Elsewhere, someone recently brought up to me about what to do with my rage and anger. I'm not sure where they get the impression that I have much rage and anger. Perhaps they get it from reading what Knapp has written about me; ie: that I'm terroristic and sadistic and all those other labels alongside false allegations and accusations. Perhaps they've read a few of my pieces in which I mention or express rage and anger. But I think most of what I write is not laced with rage and anger...at least not to me.
Or maybe the person reads into what is written, or what they have heard. We all bring our projections with us and we each are responsible for managing our projections in given situations. To jump to conclusions based on our projections....well, we need to recognize that does happen and be open to considering other possibilities. (I think of something I've read in various cognitive exercises on 'mind reading'... like that a disturbed look on an audience member's face may have to do with some stomach issue and nothing to do with what is being said by the speaker.)
I've learned through the few years I've been on the internet that people don't read thoroughly. (I first posted on the internet in 2005, I think in December that year.) People come to conclusions based on cursory tidbits. Perhaps people have always been that way and the internet simply displays that trait in a more viewable manner.
And I get that we don't have time or energy to read all there is to read about situations/circumstances. We do the best we can with our accumulated life experiences and knowledge and then weigh various situations with what resources we are able to access and have energy to deal with.
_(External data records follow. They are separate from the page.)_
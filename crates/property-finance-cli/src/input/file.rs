use serde::de::DeserializeOwned;
use std::fs;
use std::path::{Path, PathBuf};

/// Read an input file and deserialise into a typed struct.
///
/// `.yaml` / `.yml` files are parsed as YAML, everything else as JSON.
pub fn read_input<T: DeserializeOwned>(path: &str) -> Result<T, Box<dyn std::error::Error>> {
    let canonical = resolve_path(path)?;
    let contents = fs::read_to_string(&canonical)
        .map_err(|e| format!("Failed to read '{}': {}", canonical.display(), e))?;

    let value: T = if is_yaml(&canonical) {
        serde_yaml::from_str(&contents)
            .map_err(|e| format!("Failed to parse '{}': {}", canonical.display(), e))?
    } else {
        serde_json::from_str(&contents)
            .map_err(|e| format!("Failed to parse '{}': {}", canonical.display(), e))?
    };
    Ok(value)
}

fn is_yaml(path: &Path) -> bool {
    matches!(
        path.extension().and_then(|e| e.to_str()),
        Some("yaml") | Some("yml")
    )
}

/// Resolve relative paths against the working directory and require a regular file.
fn resolve_path(path: &str) -> Result<PathBuf, Box<dyn std::error::Error>> {
    let p = Path::new(path);
    let canonical = if p.is_absolute() {
        p.to_path_buf()
    } else {
        std::env::current_dir()?.join(p)
    };

    if !canonical.exists() {
        return Err(format!("File not found: {}", canonical.display()).into());
    }

    if !canonical.is_file() {
        return Err(format!("Not a file: {}", canonical.display()).into());
    }

    Ok(canonical)
}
And some things just aren't important to us in our particular frame of life at a given time; other things are.
Some years back, I read in the book Margin by Richard Swenson, M.D., that "a single edition of the New York Times contains more information than a seventeenth-century Britisher would encounter in a lifetime." I don't know the accuracy of that statement, but I get the point. Information overload.
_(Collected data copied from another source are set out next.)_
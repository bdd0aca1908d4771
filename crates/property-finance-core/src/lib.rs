pub mod error;
pub mod time_value;
pub mod types;
pub mod validation;

#[cfg(feature = "mortgage")]
pub mod mortgage;

#[cfg(feature = "investment")]
pub mod investment;

#[cfg(all(feature = "mortgage", feature = "investment"))]
pub mod calculator;

pub use error::PropertyFinanceError;
pub use types::*;

/// Standard result type for all property-finance operations
pub type PropertyFinanceResult<T> = Result<T, PropertyFinanceError>;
In the same book, Swenson gives a snippet history of the clock. As early as 200 BC, Plautus was cursing the sundial for hacking his day into pieces. The first mechanical clocks were introduced to the Western world in the 1200s. Minute and second hands came on board in the 1600s. And now we have nanoseconds and maybe beyond at this point.
I wonder what people would do if the internet crashed and the instant communication process went kapoof? We might have to go back to actually talking or writing a letter long hand.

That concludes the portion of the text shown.